Main Outcomes and Measures  Death within 1 year after initial therapy for AML.

Results  A total of 1100 patients, ages 20 to 89 years, were treated for AML between January 1, 2008, and December 31, 2012, at 5 academic institutions specialized in treating AML; 605 (55%) were male, and 495 (45%) were female. In the validation set, the original HCT-CI had better C statistic and AUC estimates compared with the AML comorbidity index for prediction of 1-year mortality. Augmenting the original HCT-CI with 3 independently significant comorbidities, hypoalbuminemia, thrombocytopenia, and high lactate dehydrogenase level, yielded a better C statistic of 0.66 and AUC of 0.69 for 1-year mortality. A composite model comprising augmented HCT-CI, age, and cytogenetic/molecular risks had even better predictive estimates of 0.72 and 0.76, respectively.

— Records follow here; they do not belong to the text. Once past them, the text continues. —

impl DatasetCache {
    pub fn new(data_path: impl Into<PathBuf>, policy: LoadFailurePolicy) -> Self {
        Self {
            data_path: data_path.into(),
            policy,
            epoch: RwLock::new(Arc::new(Epoch::new(0))),
            next_epoch: AtomicU64::new(1),
        }
    }

    async fn current(&self) -> Arc<Epoch> {
        Arc::clone(&*self.epoch.read().await)
    }

    /// Identifier of the current epoch; changes on every `invalidate`.
    pub async fn epoch(&self) -> u64 {
        self.current().await.id
    }

    pub async fn specifications(&self) -> Result<Arc<SpecIndex>, AppError> {
        let epoch = self.current().await;
        epoch
            .specs
            .get_or_try_init(|| async {
                let specs = loader::load_specifications(&self.data_path)
                    .await
                    .inspect_err(|e| error!(error = %e, "failed to load specifications"))?;
                let index = SpecIndex::new(specs);
                info!(epoch = epoch.id, specs = index.len(), "specifications loaded");
                Ok::<_, AppError>(Arc::new(index))
            })
            .await
            .cloned()
    }

    pub async fn webidl(&self) -> Result<Arc<WebIdlCollection>, AppError> {
        let epoch = self.current().await;
        epoch
            .webidl
            .get_or_try_init(|| {
                self.load_degradable(epoch.id, Dataset::WebIdl, async {
                    let blobs = loader::load_webidl(&self.data_path).await?;
                    Ok(WebIdlCollection {
                        blobs,
                        degraded: false,
                    })
                })
            })
            .await
            .cloned()
    }

    pub async fn css(&self) -> Result<Arc<CssCollection>, AppError> {
        let epoch = self.current().await;
        epoch
            .css
            .get_or_try_init(|| {
                self.load_degradable(epoch.id, Dataset::Css, async {
                    let entries = loader::load_css(&self.data_path).await?;
                    Ok(CssCollection {
                        entries,
                        degraded: false,
                    })
                })
            })
            .await
            .cloned()
    }

    pub async fn elements(&self) -> Result<Arc<ElementCollection>, AppError> {
        let epoch = self.current().await;
        epoch
            .elements
            .get_or_try_init(|| {
                self.load_degradable(epoch.id, Dataset::Elements, async {
                    let by_spec = loader::load_elements(&self.data_path).await?;
                    Ok(ElementCollection {
                        by_spec,
                        degraded: false,
                    })
                })
            })
            .await
            .cloned()
    }

    /// Loads all four collections concurrently.
    pub async fn preload_all(&self) -> Result<(), AppError> {
        let (specs, webidl, css, elements) =
            tokio::try_join!(self.specifications(), self.webidl(), self.css(), self.elements())?;
        info!(
            specs = specs.len(),
            webidl = webidl.blobs.len(),
            css = css.entries.len(),
            element_specs = elements.by_spec.len(),
            "datasets preloaded"
        );
        Ok(())
    }

    /// Drops every memoized collection and index.
    pub async fn invalidate(&self) {
        let id = self.next_epoch.fetch_add(1, Ordering::Relaxed);
        *self.epoch.write().await = Arc::new(Epoch::new(id));
        info!(epoch = id, "dataset cache invalidated");
    }

    async fn load_degradable<T: Degradable>(
        &self,
        epoch: u64,
        dataset: Dataset,
        load: impl Future<Output = Result<T, AppError>>,
    ) -> Result<Arc<T>, AppError> {
        match load.await {
            Ok(collection) => {
                info!(epoch, dataset = %dataset, entries = collection.len(), "dataset loaded");
                Ok(Arc::new(collection))
            }
            Err(e) if self.policy == LoadFailurePolicy::Degrade => {
                warn!(epoch, dataset = %dataset, error = %e, "dataset failed to load, serving empty collection");
                Ok(Arc::new(T::degraded()))
            }
            Err(e) => {
                error!(epoch, dataset = %dataset, error = %e, "dataset failed to load");
                Err(e)
            }
        }
    }
}
mod cache;
mod config;
mod css;
mod elements;
mod error;
mod listing;
mod loader;
mod model;
mod pwa;
mod resolver;
mod search;
mod server;
#[cfg(test)]
mod test_support;
mod validate;
mod webidl;

use std::sync::Arc;

use rmcp::{ServiceExt, transport::stdio};
use tokio::net::TcpListener;
use tracing::info;
use tracing_subscriber::EnvFilter;

use cache::DatasetCache;
use config::Config;
use server::WebStandardsServer;

#[tokio::main]
async fn main() -> anyhow::Result<()> {
    tracing_subscriber::fmt()
        .with_env_filter(
            EnvFilter::from_default_env().add_directive(tracing::Level::INFO.into()),
        )
        .with_writer(std::io::stderr)
        .with_ansi(false)
        .init();

    info!("starting web-standards MCP server");

    let config = Config::from_env()?;
    info!(
        data_path = %config.data_path,
        on_load_failure = ?config.on_load_failure,
        tcp = config.tcp_listen_addr.is_some(),
        "configuration loaded"
    );

    let cache = Arc::new(DatasetCache::new(config.data_path(), config.on_load_failure));
    cache.preload_all().await?;

    let server = WebStandardsServer::new(cache);

    if let Some(addr) = config.tcp_listen_addr {
        let listener = TcpListener::bind(&addr).await?;
        info!(listen_addr = %addr, "MCP server ready, serving on TCP");
        loop {
            let (stream, peer) = listener.accept().await?;
            let server = server.clone();
            tokio::spawn(async move {
                tracing::info!(peer = %peer, "MCP client connected");
                let service = server.serve(stream).await.inspect_err(|e| {
                    tracing::error!(error = %e, "MCP server error");
                })?;
                service.waiting().await?;
                tracing::info!(peer = %peer, "MCP client disconnected");
                Ok::<(), anyhow::Error>(())
            });
        }
    } else {
        info!("MCP server ready, serving on stdio");
        let service = server.serve(stdio()).await.inspect_err(|e| {
            tracing::error!(error = %e, "MCP server error");
        })?;
        service.waiting().await?;
        info!("MCP server shut down");
    }
    Ok(())
}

Conclusions and Relevance  In this cohort study, comorbidities influenced 1-year survival of patients with AML, and comorbidities are best captured by an augmented HCT-CI. The augmented HCT-CI, age, and cytogenetic/molecular risks could be combined into an AML composite model that could guide treatment decision-making and trial design in AML. Studying physical, cognitive, and social health might further clarify the prognostic role of aging. Targeting comorbidities with interventions alongside specific AML therapy might improve survival.

重要性  据我们所知，这项多中心分析首次测试和验证了 (1) 合并症对急性髓系白血病 (AML) 初始治疗后 1 年死亡率的预后影响和 (2) 一种新型的风险分层复合模型包括合并症、年龄、细胞遗传学和分子风险。

目的  通过开发和验证结合最重要的患者特异性和 AML 特异性特征的复合模型来准确估计死亡风险。

设计、设置和参与者  这是一项回顾性队列研究。评估了一系列合并症，包括那些已经纳入造血细胞移植合并症指数 (HCT-CI) 的合并症。患者被随机分为训练集（n = 733）和验证集（n = 367）。在训练集中，与 1 年总体死亡率相关的协变量在P  < .10的显着性水平上构建了一个多变量 Cox 比例风险模型，其中每个协变量的影响针对所有其他协变量的影响进行了调整。然后，将调整后的风险比用作权重。使用连续结果的 C 统计量和二元结果的曲线下面积 (AUC) 比较模型的性能。

暴露  AML 的初始治疗。

主要结果和措施  AML 初始治疗后 1 年内死亡。

结果  2008年1月1日至2012年12月31日，在5个专门治疗AML的学术机构共收治了1100名年龄在20～89岁之间的AML患者；605 (55%) 名男性，495 (45%) 名女性。在验证集中，与 AML 合并症指数相比，原始 HCT-CI 具有更好的 C 统计量和 AUC 估计值，用于预测 1 年死亡率。用 3 种独立显着的合并症、低白蛋白血症、血小板减少症和高乳酸脱氢酶水平增加原始 HCT-CI，产生了更好的 C 统计量 0.66 和 0.69 的 1 年死亡率的 AUC。包含增强 HCT-CI、年龄和细胞遗传学/分子风险的复合模型分别具有更好的预测估计值 0.72 和 0.76。

结论和相关性  在这项队列研究中，合并症影响了 AML 患者的 1 年生存率，并且合并症最好通过增强的 HCT-CI 来捕捉。增强的 HCT-CI、年龄和细胞遗传学/分子风险可以组合成一个 AML 复合模型，可以指导 AML 的治疗决策和试验设计。研究身体、认知和社会健康可能会进一步阐明衰老的预后作用。在特定 AML 治疗的同时，针对合并症进行干预可能会提高生存率。